This article is published in the May 2018 issue.

Updates on NSF CISE Leadership

We are delighted to provide an update on recent leadership changes within the National Science Foundation’s (NSF) Directorate for Computer & Information Science & Engineering (CISE) over the last several months:

  • In the Office of Advanced Cyberinfrastructure (OAC), Manish Parashar joined CISE in February 2018 as the Office Director. Manish joined NSF from Rutgers, the State University of New Jersey, where he is a Distinguished Professor and was the founding Director of the Rutgers Discovery Informatics Institute and the Applied Software Systems Laboratory.  Manish served as Program Director in the then-Office of Cyberinfrastructure from 2009 to 2011.
  • Balasubramanian “Bala” Kalyanasundaram, Professor and recent Chair of Computer Science at Georgetown University, rejoined CISE as the Acting Division Director for Computing and Communication Foundations (CCF) in March 2018. Bala previously served as program director in CCF and led the CISE-wide Exploiting Parallelism and Scalability program.  Bala is providing the scientific expertise essential to the continued success of the CCF division and will ensure a smooth transition in leadership as the search for the next CCF DD continues and concludes.
  • Thyagarajan “Thyaga” Nandagopal has been appointed as the Deputy Division Director in CCF. Thyaga has been with NSF/CISE since February 2012, and until his transition to CCF, he managed the wireless research portfolio, including the Platforms for Advanced Wireless Research (PAWR) program, within the CISE Division of Computer and Network Systems.
  • We recently announced that Dr. Henry Kautz will join as the Division Director for Information and Intelligent Systems (IIS) on June 11, 2018. Henry is joining from the University of Rochester, where he is Professor and Founding Director of the Georgen Institute for Data Science.
  • We are delighted Irene Qualters, who previously served as OAC Office Director (and ACI Division Director) since April 2014, will continue as a Senior Science Advisor in CISE. Irene will continue to contribute to strategic leadership and stewardship of new directions for CISE activities, particularly for the “Big Ideas for Future NSF Investment” in Major Research Equipment and Facilities Construction and Midscale Infrastructure; and will help sustain the Nation’s leadership in advanced computing through interagency and public-private partnerships, as articulated in the National Strategic Computing Initiative (NSCI).
  • In addition, Howard Wactlar, from Carnegie Mellon University, who has served as the Acting Division Director for IIS since February 2017, will continue in CISE as a Senior Advisor upon Henry’s arrival. Howard previously led IIS from 2010 to 2014.  During his recent time at NSF, he has provided leadership for the Big Idea, Future of Work at the Human-Technology Frontier and has also led a major revision of the NSF-wide Cyberlearning for Work at the Human-Technology Frontier program, transitioning its focus toward continuous education and adult retraining in the face of emerging technologies, such as artificial intelligence.

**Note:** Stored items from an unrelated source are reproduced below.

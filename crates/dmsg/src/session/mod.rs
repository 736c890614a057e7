//! Sessions: one authenticated connection between a client and a relay
//!
//! A session starts with the key handshake, then carries stream frames in
//! both directions. Each side runs a read loop that demultiplexes frames and
//! a writer task that serializes them.

mod client_session;
mod handshake;
mod server_session;
mod writer;

pub(crate) use client_session::{ClientSession, ClientShared, PortUse};
pub(crate) use handshake::{client_handshake, server_handshake};
pub(crate) use server_session::{ServerSession, SessionMap};
pub(crate) use writer::{spawn_writer, FrameSender};

#[cfg(test)]
pub(crate) use writer::test_frame_sender;
//! Tokio codec for session frames

use bytes::{Buf, BufMut, Bytes, BytesMut};
use tokio_util::codec::{Decoder, Encoder};

use crate::error::ProtocolError;
use crate::frame::{FrameHeader, FrameType, MAX_PAYLOAD_SIZE};
use crate::request::{DialRequest, DialResponse};
use crate::stream_id::StreamId;

/// A complete frame with header fields and payload
#[derive(Debug, Clone, PartialEq, Eq)]
pub struct Frame {
    pub frame_type: FrameType,
    pub stream_id: StreamId,
    pub payload: Bytes,
}

impl Frame {
    pub fn new(frame_type: FrameType, stream_id: StreamId, payload: Bytes) -> Self {
        Self {
            frame_type,
            stream_id,
            payload,
        }
    }

    pub fn open(stream_id: StreamId, req: &DialRequest) -> Self {
        Self::new(FrameType::Open, stream_id, req.encode())
    }

    pub fn accept(stream_id: StreamId, resp: &DialResponse) -> Self {
        Self::new(FrameType::Accept, stream_id, resp.encode())
    }

    pub fn reject(stream_id: StreamId, code: u16) -> Self {
        Self::new(
            FrameType::Reject,
            stream_id,
            Bytes::copy_from_slice(&code.to_be_bytes()),
        )
    }

    pub fn data(stream_id: StreamId, payload: Bytes) -> Self {
        Self::new(FrameType::Data, stream_id, payload)
    }

    pub fn ack(stream_id: StreamId, credit: u32) -> Self {
        Self::new(
            FrameType::Ack,
            stream_id,
            Bytes::copy_from_slice(&credit.to_be_bytes()),
        )
    }

    pub fn close(stream_id: StreamId) -> Self {
        Self::new(FrameType::Close, stream_id, Bytes::new())
    }

    /// Same frame addressed to another stream ID
    pub fn with_stream_id(mut self, stream_id: StreamId) -> Self {
        self.stream_id = stream_id;
        self
    }

    /// Error code carried by a REJECT
    pub fn reject_code(&self) -> Result<u16, ProtocolError> {
        self.fixed_u("reject code", 2).map(|mut p| p.get_u16())
    }

    /// Credit carried by an ACK
    pub fn ack_credit(&self) -> Result<u32, ProtocolError> {
        self.fixed_u("ack credit", 4).map(|mut p| p.get_u32())
    }

    fn fixed_u(&self, what: &'static str, len: usize) -> Result<&[u8], ProtocolError> {
        if self.payload.len() != len {
            return Err(ProtocolError::Malformed {
                what,
                expected: len,
                actual: self.payload.len(),
            });
        }
        Ok(&self.payload[..])
    }
}

/// Codec for encoding/decoding session frames
#[derive(Debug, Default)]
pub struct FrameCodec {
    /// Current header being decoded (if any)
    pending_header: Option<FrameHeader>,
}

impl FrameCodec {
    pub fn new() -> Self {
        Self {
            pending_header: None,
        }
    }
}

impl Decoder for FrameCodec {
    type Item = Frame;
    type Error = ProtocolError;

    fn decode(&mut self, src: &mut BytesMut) -> Result<Option<Self::Item>, Self::Error> {
        let header = match self.pending_header.take() {
            Some(h) => h,
            None => match FrameHeader::decode(src)? {
                Some(h) => h,
                None => return Ok(None),
            },
        };

        let payload_len = header.payload_length as usize;
        if src.len() < payload_len {
            src.reserve(payload_len - src.len());
            self.pending_header = Some(header);
            return Ok(None);
        }

        let payload = src.split_to(payload_len).freeze();

        Ok(Some(Frame {
            frame_type: header.frame_type,
            stream_id: header.stream_id,
            payload,
        }))
    }
}

impl Encoder<Frame> for FrameCodec {
    type Error = ProtocolError;

    fn encode(&mut self, frame: Frame, dst: &mut BytesMut) -> Result<(), Self::Error> {
        let payload_len = frame.payload.len();
        if payload_len > MAX_PAYLOAD_SIZE {
            return Err(ProtocolError::PayloadTooLarge {
                size: payload_len,
                max: MAX_PAYLOAD_SIZE,
            });
        }

        FrameHeader::new(frame.frame_type, frame.stream_id, payload_len as u16).encode(dst);
        dst.put_slice(&frame.payload);

        Ok(())
    }
}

We also want to acknowledge Dr. S. Rao Kosaraju, who returned to Johns Hopkins University earlier this year after serving as the Division Director for CCF since January 2014.  Rao demonstrated tremendously thoughtful and effective leadership for CCF, CISE, and the broader computing research community.

While we highlight changes to our leadership team here, we want to also express that we are incredibly appreciative of all those who serve in CISE more generally!  Indeed, many of our scientific staff come from the community and are on temporary leave from their home institutions, serving through Intergovernmental Personnel Act (IPA) assignments.  These rotators help ensure important connections to the broader research community.

We invite you to get involved as well!  You can serve on panels, participate in workshops, and serve on advisory committees.  Even more, consider an IPA assignment at NSF or at another federal agency.  To learn more about the life of computing researchers in policy roles in DC, see the CRN column CS in DC.

By serving at NSF, you can help to continue NSF’s stellar track record for advancing transformative research through our investments in people, ideas, and infrastructure.  We promise it’ll be an interesting and rewarding experience!